Safety concerns make ‘one-tree beach’ of holiday spot

By Beckie Wilson

[email protected]

They stood for 110 years, welcoming visitors to Riversdale Beach, but now a well-known stand of pines is no more.

The trees that lined the beach front were deemed unsafe by an arborist, after suffering from decades of strong winds.

About 50 trees have now been felled by Masterton District Council after the Riversdale Ratepayers’ Association raised concerns about public’s safety, and will be replaced by natives.

But the move hasn’t pleased everyone, with claims the decision wasn’t announced to all residents, and that plans could have been discussed with those living close to the site.

Riversdale Ratepayers Association president Bill Roberts said five years ago some Riversdale residents had spoken out about the safety of the trees during stormy weather and winter winds.

The view before the trees were cut down PHOTO/RIVERSDALE RESERVATIONS

“We developed that reserve some time ago and put paths in, and the idea was for kids and families to enjoy walking through there.

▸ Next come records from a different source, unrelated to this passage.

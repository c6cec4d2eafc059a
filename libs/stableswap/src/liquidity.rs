//! Liquidity provider math: LP mint estimates, withdrawals and virtual price
//!
//! Balanced-deposit estimates only. Imbalance fees are charged on-chain and
//! are not modelled here.

use crate::invariant::{compute_d, compute_y};
use anyhow::{bail, Result};
use num_bigint::BigInt;
use num_traits::{Signed, Zero};

/// Fixed-point scale of the virtual price (18 decimals)
pub const VIRTUAL_PRICE_PRECISION: u64 = 1_000_000_000_000_000_000;

/// LP share calculations on top of the invariant
pub struct LiquidityMath;

impl LiquidityMath {
    /// Estimate LP tokens minted when pool balances move from `old_balances` to `new_balances`
    ///
    /// An empty pool (`lp_supply == 0`) mints `D(new_balances)`; otherwise the
    /// mint is proportional to the invariant growth, `lp_supply · (D1 − D0) / D0`.
    pub fn calculate_lp_mint(
        amplification: &BigInt,
        old_balances: &[BigInt],
        new_balances: &[BigInt],
        lp_supply: &BigInt,
    ) -> Result<BigInt> {
        if old_balances.len() != new_balances.len() {
            bail!(
                "Balance vectors differ in length: {} vs {}",
                old_balances.len(),
                new_balances.len()
            );
        }

        let d1 = compute_d(amplification, new_balances)?;
        if lp_supply.is_zero() {
            return Ok(d1);
        }

        let d0 = compute_d(amplification, old_balances)?;
        if d1 <= d0 {
            bail!("Deposit does not increase the invariant ({} -> {})", d0, d1);
        }

        Ok(lp_supply * (d1 - &d0) / d0)
    }

    /// Proportional withdrawal of every asset for `lp_amount` LP tokens
    pub fn calculate_withdraw_amounts(
        balances: &[BigInt],
        lp_amount: &BigInt,
        lp_supply: &BigInt,
    ) -> Result<Vec<BigInt>> {
        Self::validate_burn(lp_amount, lp_supply)?;

        Ok(balances
            .iter()
            .map(|balance| balance * lp_amount / lp_supply)
            .collect())
    }

    /// Amount of asset `index` received for burning `lp_amount` into a single coin
    ///
    /// Two-asset pools only: the other balance is held and the withdrawn
    /// balance is re-solved at the reduced invariant. One unit is withheld for
    /// the truncated `y`, as with swap quotes. Burning the whole supply into
    /// one coin has no curve solution and is rejected.
    pub fn calculate_withdraw_one_coin(
        amplification: &BigInt,
        balances: &[BigInt],
        lp_amount: &BigInt,
        lp_supply: &BigInt,
        index: usize,
    ) -> Result<BigInt> {
        if balances.len() != 2 {
            bail!(
                "Single-coin withdrawal supports two-asset pools, got {} assets",
                balances.len()
            );
        }
        if index > 1 {
            bail!("Coin index {} out of range", index);
        }
        Self::validate_burn(lp_amount, lp_supply)?;
        if lp_amount.is_zero() {
            return Ok(BigInt::zero());
        }
        if lp_amount == lp_supply {
            bail!("Cannot burn the entire LP supply into a single coin");
        }

        let d0 = compute_d(amplification, balances)?;
        let d1 = &d0 - lp_amount * &d0 / lp_supply;
        if !d1.is_positive() {
            bail!("Burn of {} LP leaves no invariant to solve against", lp_amount);
        }

        let y = compute_y(amplification, &balances[1 - index], &d1)?;
        let amount = &balances[index] - y - 1u32;
        if amount.is_negative() {
            return Ok(BigInt::zero());
        }
        Ok(amount)
    }

    /// Invariant per LP token, scaled by [`VIRTUAL_PRICE_PRECISION`]
    pub fn calculate_virtual_price(
        amplification: &BigInt,
        balances: &[BigInt],
        lp_supply: &BigInt,
    ) -> Result<BigInt> {
        if !lp_supply.is_positive() {
            bail!("LP supply must be positive");
        }

        let d = compute_d(amplification, balances)?;
        Ok(d * BigInt::from(VIRTUAL_PRICE_PRECISION) / lp_supply)
    }

    fn validate_burn(lp_amount: &BigInt, lp_supply: &BigInt) -> Result<()> {
        if !lp_supply.is_positive() {
            bail!("LP supply must be positive");
        }
        if lp_amount.is_negative() || lp_amount > lp_supply {
            bail!("LP amount {} outside [0, {}]", lp_amount, lp_supply);
        }
        Ok(())
    }
}
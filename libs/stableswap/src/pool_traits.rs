//! Pool trait definitions for a unified quote interface

use crate::{compute_d, BigInt, StableSwapMath, StableSwapPoolState};
use anyhow::Result;

/// Unified pool interface for quote calculations
pub trait AmmPool {
    /// Calculate output amount for given input
    fn get_amount_out(&self, amount_in: &BigInt) -> Result<BigInt>;

    /// Calculate required input for desired output
    fn get_amount_in(&self, amount_out: &BigInt) -> Result<BigInt>;

    /// Get current reserves
    fn get_liquidity(&self) -> (BigInt, BigInt);

    /// Get fee tier
    fn get_fee_bps(&self) -> u32;

    /// Get the pool invariant at current reserves
    fn get_invariant(&self) -> Result<BigInt>;
}

impl AmmPool for StableSwapPoolState {
    fn get_amount_out(&self, amount_in: &BigInt) -> Result<BigInt> {
        StableSwapMath::calculate_output_amount(
            amount_in,
            &self.reserve_in,
            &self.reserve_out,
            &self.amplification,
            self.fee_bps,
        )
    }

    fn get_amount_in(&self, amount_out: &BigInt) -> Result<BigInt> {
        StableSwapMath::calculate_input_amount(
            amount_out,
            &self.reserve_in,
            &self.reserve_out,
            &self.amplification,
            self.fee_bps,
        )
    }

    fn get_liquidity(&self) -> (BigInt, BigInt) {
        (self.reserve_in.clone(), self.reserve_out.clone())
    }

    fn get_fee_bps(&self) -> u32 {
        self.fee_bps
    }

    fn get_invariant(&self) -> Result<BigInt> {
        Ok(compute_d(
            &self.amplification,
            &[self.reserve_in.clone(), self.reserve_out.clone()],
        )?)
    }
}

“But the thought of it being somewhere that people were concerned that the trees were going to fall over at any minute was not good,” Mr Roberts said.

He raised the issue with Masterton District Council and a qualified arborist then recommended the removal of some trees as they were unsafe.

“We couldn’t object to the trees being felled because it was a safety issue — we’d be a bit silly to say, ‘Oh they have been there for years, we want them left’,” Mr Roberts said.

Sloan McPhee, who has been holidaying at the beach for 25 years, has recently finished building a holiday home that overlooked the treeline.

He and his family woke up last Saturday morning to see the view changing dramatically.

“The kids watched 100-year-old trees drop and were upset and confused,” he said.

“If there was a safety issue then I understand, but perhaps rotten trees could have been replaced ‘as and when required’ as opposed to one fell swoop.”

The Riversdale Ratepayers’ Association apparently communicated this project over a long-period of time, he said.

But while he will be joining the association next year, he believes discussion with those not in the association was needed.

“This part of the coast now looks like ‘one-tree beach’… [but] we look forward to the re-planting.”

Masterton District Council community facilities and activities manager Andrea Jackson said the felling was now complete, and the site was being cleared for a native planting programme.

“Natives are planned to be planted this winter, taking into consideration shade, framed views, erosion and shelter,” she said.

The new trees will be planted about 10m apart, being a selection of coastal re-vegetation plants.

The felled trees were about 110 years old, but most were considered small due to the location and the effect of the prevailing wind, she said.

Once the trees had been cut down internal decay had been discovered, which was typical of pine trees of that age.

The wood has been sent away for milling, which had reduced the cost of the project.

The trees were a selection of species including Radiata Pine and the rarer Pinus Pinasta.

 

 

3 COMMENTS

  1. The company responsible for cutting the trees down should know better than to leave stumps with unsafe hinge wood left for public to injure themselves on. The job should not have been signed off by the council.

  2. Yeah real shame. Didn’t know anything about it and shocked to see them felled. Last remnant of the pine plantation that was there in the fifties and sixties.

  3. Unbelievable!!! I loved those trees. Where is the proof they were rotten within? Oh that’s right…they’re now milled. Shame on the council’s decision!!